Discrimination means worse treatment/disadvantage.
Etymologically, discrimination derives from the Latin word "discriminate" = "to distinguish". Distinguishing is a performative act, i.e., a particular effect actually occurs, whether intended or not. Someone feels offended or hurt, because of an insult. The subjective perception of the person being discriminated is the starting point as to whether discrimination is involved or not. Someone who discriminates may or may not have done so with the purpose of being discriminatory against an individual or a group.
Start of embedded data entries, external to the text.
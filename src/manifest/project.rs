//! Project: the root scope of a run
//!
//! The project owns the root manifest's shared configuration: the UMD globals
//! mapping and the package discovery globs. Packages building concurrently
//! share one `Arc<Project>`, so the shared configuration lives behind a mutex
//! and every write of the root manifest goes through one async lock.

use super::discovery::match_directories;
use super::json::{FieldValue, Manifest};
use super::package::Package;
use crate::domain::Field;
use crate::error::{ConfigError, LoadError, ManifestError};
use path_absolutize::Absolutize;
use serde_json::{json, Value};
use std::collections::BTreeMap;
use std::path::{Path, PathBuf};
use std::sync::{Arc, Mutex, MutexGuard};

/// Root scope of a run
#[derive(Debug)]
pub struct Project {
    directory: PathBuf,
    manifest_path: PathBuf,
    name: String,
    workspaces: Option<Vec<String>>,
    shared: Mutex<SharedConfig>,
    write_lock: tokio::sync::Mutex<()>,
}

#[derive(Debug, Default)]
struct SharedConfig {
    globals: BTreeMap<String, String>,
    packages: Option<Vec<String>>,
    dirty: bool,
}

impl Project {
    /// Load the project rooted at `directory`
    pub async fn load(directory: impl AsRef<Path>) -> Result<Arc<Self>, LoadError> {
        let directory = directory.as_ref();
        let directory = directory
            .absolutize()
            .map(|p| p.into_owned())
            .unwrap_or_else(|_| directory.to_path_buf());
        let manifest = Manifest::read(directory.join("package.json")).await?;
        let path = manifest.path().to_path_buf();

        let name = manifest
            .string(Field::Name)
            .into_result(Field::Name, &path)?
            .unwrap_or_else(|| {
                directory
                    .file_name()
                    .map(|n| n.to_string_lossy().into_owned())
                    .unwrap_or_default()
            });
        let globals = manifest
            .string_map(Field::Globals)
            .into_result(Field::Globals, &path)?
            .unwrap_or_default();
        let packages = manifest
            .string_array(Field::Packages)
            .into_result(Field::Packages, &path)?;

        Ok(Arc::new(Self {
            directory,
            manifest_path: path,
            name,
            workspaces: parse_workspaces(manifest.json().get("workspaces")),
            shared: Mutex::new(SharedConfig {
                globals,
                packages,
                dirty: false,
            }),
            write_lock: tokio::sync::Mutex::new(()),
        }))
    }

    /// Root directory
    pub fn directory(&self) -> &Path {
        &self.directory
    }

    /// Path of the root manifest
    pub fn manifest_path(&self) -> &Path {
        &self.manifest_path
    }

    /// Name of the root manifest, or of the root directory
    pub fn name(&self) -> &str {
        &self.name
    }

    /// Package globs declared by the root manifest's `workspaces` field
    pub fn workspaces(&self) -> Option<&[String]> {
        self.workspaces.as_deref()
    }

    /// Configured global name for a dependency
    pub fn global(&self, dependency: &str) -> Option<String> {
        self.shared().globals.get(dependency).cloned()
    }

    /// Snapshot of the globals mapping
    pub fn globals(&self) -> BTreeMap<String, String> {
        self.shared().globals.clone()
    }

    /// Record a global name; persisted by the next save
    pub fn set_global(&self, dependency: impl Into<String>, global: impl Into<String>) {
        let mut shared = self.shared();
        shared.globals.insert(dependency.into(), global.into());
        shared.dirty = true;
    }

    /// Package discovery globs, if the project is a monorepo
    pub fn package_globs(&self) -> Option<Vec<String>> {
        self.shared().packages.clone()
    }

    /// Record the package discovery globs; persisted by the next save
    pub fn set_package_globs(&self, globs: Vec<String>) {
        let mut shared = self.shared();
        shared.packages = Some(globs);
        shared.dirty = true;
    }

    /// Returns true if shared configuration changed since the last save
    pub fn is_dirty(&self) -> bool {
        self.shared().dirty
    }

    /// Persist the shared configuration to the root manifest
    ///
    /// The manifest is re-read from disk so fields written by packages sharing
    /// the root manifest are kept.
    pub async fn save(&self) -> Result<(), ManifestError> {
        let _guard = self.write_lock.lock().await;
        let mut manifest = Manifest::read(&self.manifest_path).await?;
        self.apply_shared(&mut manifest);
        manifest.save().await?;
        self.shared().dirty = false;
        log::debug!("saved project manifest {}", self.manifest_path.display());
        Ok(())
    }

    /// Save a manifest that lives at the root manifest path
    ///
    /// Used by the single-package layout where the package manifest is the
    /// root manifest; the shared configuration is merged in before writing.
    pub(crate) async fn save_root_manifest(&self, manifest: &mut Manifest) -> Result<(), ManifestError> {
        let _guard = self.write_lock.lock().await;
        self.apply_shared(manifest);
        manifest.save().await?;
        self.shared().dirty = false;
        Ok(())
    }

    /// Directories of the project's packages
    ///
    /// Without `pkgdist.packages` the project root is the only package.
    /// Matched directories without a `package.json` are skipped.
    pub fn package_directories(&self) -> Result<Vec<PathBuf>, ConfigError> {
        let Some(globs) = self.package_globs() else {
            return Ok(vec![self.directory.clone()]);
        };

        let mut directories = Vec::new();
        for dir in match_directories(&self.directory, &globs)? {
            if dir.join("package.json").is_file() {
                directories.push(dir);
            } else {
                log::debug!("skipping {} without a package.json", dir.display());
            }
        }
        Ok(directories)
    }

    /// Load every package of the project
    pub async fn discover_packages(self: &Arc<Self>) -> Result<Vec<Package>, LoadError> {
        let mut packages = Vec::new();
        for dir in self.package_directories()? {
            packages.push(Package::load(self.clone(), &dir).await?);
        }
        Ok(packages)
    }

    fn apply_shared(&self, manifest: &mut Manifest) {
        let shared = self.shared();
        if shared.globals.is_empty() {
            manifest.remove(Field::Globals);
        } else {
            manifest.set(Field::Globals, json!(shared.globals));
        }
        if let Some(packages) = &shared.packages {
            manifest.set(Field::Packages, json!(packages));
        }
    }

    fn shared(&self) -> MutexGuard<'_, SharedConfig> {
        self.shared.lock().unwrap_or_else(|poisoned| poisoned.into_inner())
    }
}

/// `workspaces` is either an array of globs or `{ "packages": [...] }`
fn parse_workspaces(value: Option<&Value>) -> Option<Vec<String>> {
    let value = match value {
        Some(Value::Object(map)) => map.get("packages"),
        other => other,
    };
    match super::json::parse_string_array(value) {
        FieldValue::Present(globs) if !globs.is_empty() => Some(globs),
        _ => None,
    }
}

#[cfg(test)]
mod tests {
    use super::*;
    use std::fs;
    use tempfile::TempDir;

    fn write_json(path: &Path, value: serde_json::Value) {
        fs::create_dir_all(path.parent().unwrap()).unwrap();
        fs::write(path, serde_json::to_string_pretty(&value).unwrap()).unwrap();
    }

    #[tokio::test]
    async fn test_load_reads_shared_config() {
        let dir = TempDir::new().unwrap();
        write_json(
            &dir.path().join("package.json"),
            json!({
                "name": "root",
                "pkgdist": { "globals": { "react": "React" }, "packages": ["packages/*"] }
            }),
        );

        let project = Project::load(dir.path()).await.unwrap();
        assert_eq!(project.name(), "root");
        assert_eq!(project.global("react").as_deref(), Some("React"));
        assert_eq!(project.package_globs(), Some(vec!["packages/*".to_string()]));
        assert!(!project.is_dirty());
    }

    #[tokio::test]
    async fn test_load_rejects_malformed_globals() {
        let dir = TempDir::new().unwrap();
        write_json(
            &dir.path().join("package.json"),
            json!({ "name": "root", "pkgdist": { "globals": ["react"] } }),
        );
        let result = Project::load(dir.path()).await;
        assert!(matches!(result, Err(LoadError::Config(_))));
    }

    #[tokio::test]
    async fn test_workspaces_forms() {
        let dir = TempDir::new().unwrap();
        write_json(
            &dir.path().join("package.json"),
            json!({ "name": "root", "workspaces": { "packages": ["packages/*"] } }),
        );
        let project = Project::load(dir.path()).await.unwrap();
        assert_eq!(project.workspaces(), Some(&["packages/*".to_string()][..]));
    }

    #[tokio::test]
    async fn test_save_keeps_other_fields() {
        let dir = TempDir::new().unwrap();
        let path = dir.path().join("package.json");
        write_json(&path, json!({ "name": "root", "private": true }));

        let project = Project::load(dir.path()).await.unwrap();
        project.set_global("react", "React");
        assert!(project.is_dirty());

        // another writer changes the file in the meantime
        write_json(&path, json!({ "name": "root", "private": true, "main": "x" }));
        project.save().await.unwrap();
        assert!(!project.is_dirty());

        let saved: serde_json::Value =
            serde_json::from_str(&fs::read_to_string(&path).unwrap()).unwrap();
        assert_eq!(saved["main"], "x");
        assert_eq!(saved["pkgdist"]["globals"]["react"], "React");
    }

    #[tokio::test]
    async fn test_discover_monorepo_packages() {
        let dir = TempDir::new().unwrap();
        write_json(
            &dir.path().join("package.json"),
            json!({ "name": "root", "pkgdist": { "packages": ["packages/*"] } }),
        );
        for name in ["package-one", "package-two"] {
            let pkg_dir = dir.path().join("packages").join(name);
            write_json(
                &pkg_dir.join("package.json"),
                json!({ "name": format!("@some-scope/{}", name) }),
            );
            fs::create_dir_all(pkg_dir.join("src")).unwrap();
            fs::write(pkg_dir.join("src/index.js"), "export default 1;").unwrap();
        }
        fs::create_dir_all(dir.path().join("packages/not-a-package")).unwrap();

        let project = Project::load(dir.path()).await.unwrap();
        let packages = project.discover_packages().await.unwrap();
        let names: Vec<_> = packages.iter().map(|p| p.name().to_string()).collect();
        assert_eq!(
            names,
            vec!["@some-scope/package-one", "@some-scope/package-two"]
        );
    }
}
Discrimination is the unfair treatment of people in connection with certain characteristics such as gender, skin color, ethnic or social origin, age, disability, language, religion, ideology, political or other opinion, membership of a national minority, sexual orientation, property, birth, or genetics characteristics (cf. Article 21 of the Charter of Fundamental Rights of the European Union). A meaning is ascribed to these characteristics without factual justification, which either includes people in a group or excludes them from a group in connection with one or more of these characteristics. Legally, these characteristics are referred to as discriminating characteristics or grounds for discrimination. Disadvantages of people in connection with these characteristics are never isolated events. Each and every disadvantage is part of an overall discriminatory system that works on several levels:
Individual level: Two people communicate with each other, and one person is insulted or disadvantaged by the other person in connection with one of the mentioned characteristics (e.g., a sexist insult, a racist job refusal, a homophobic "joke"...)
Structural level: People with certain characteristics do not have the same opportunities in key areas of society as people without these characteristics. This partially clear from statistical surveys and reveals discrimination without at the same time being able to identify concrete perpetrators.
Societal level as a whole: Certain clichés and attributions exist in relation to people with certain characteristics without reference to a concrete communication situation and without statistical data. "Men think analytically, women are emotional." "These and many other clichés are still being reproduced in everyday life, in the media and in mainstream entertainment, thereby reinforcing discrimination. Discrimination is also the umbrella term for the various oppressive systems: sexism, racism, classism, homophobia, anti-Semitism, Islamophobia, ageism...
These systems of oppression have grown historically over many decades, sometimes centuries, and have therefore grown very well within society. The consequence of this is that the dismantling of these suppression systems - if desired at all is a very lengthy process.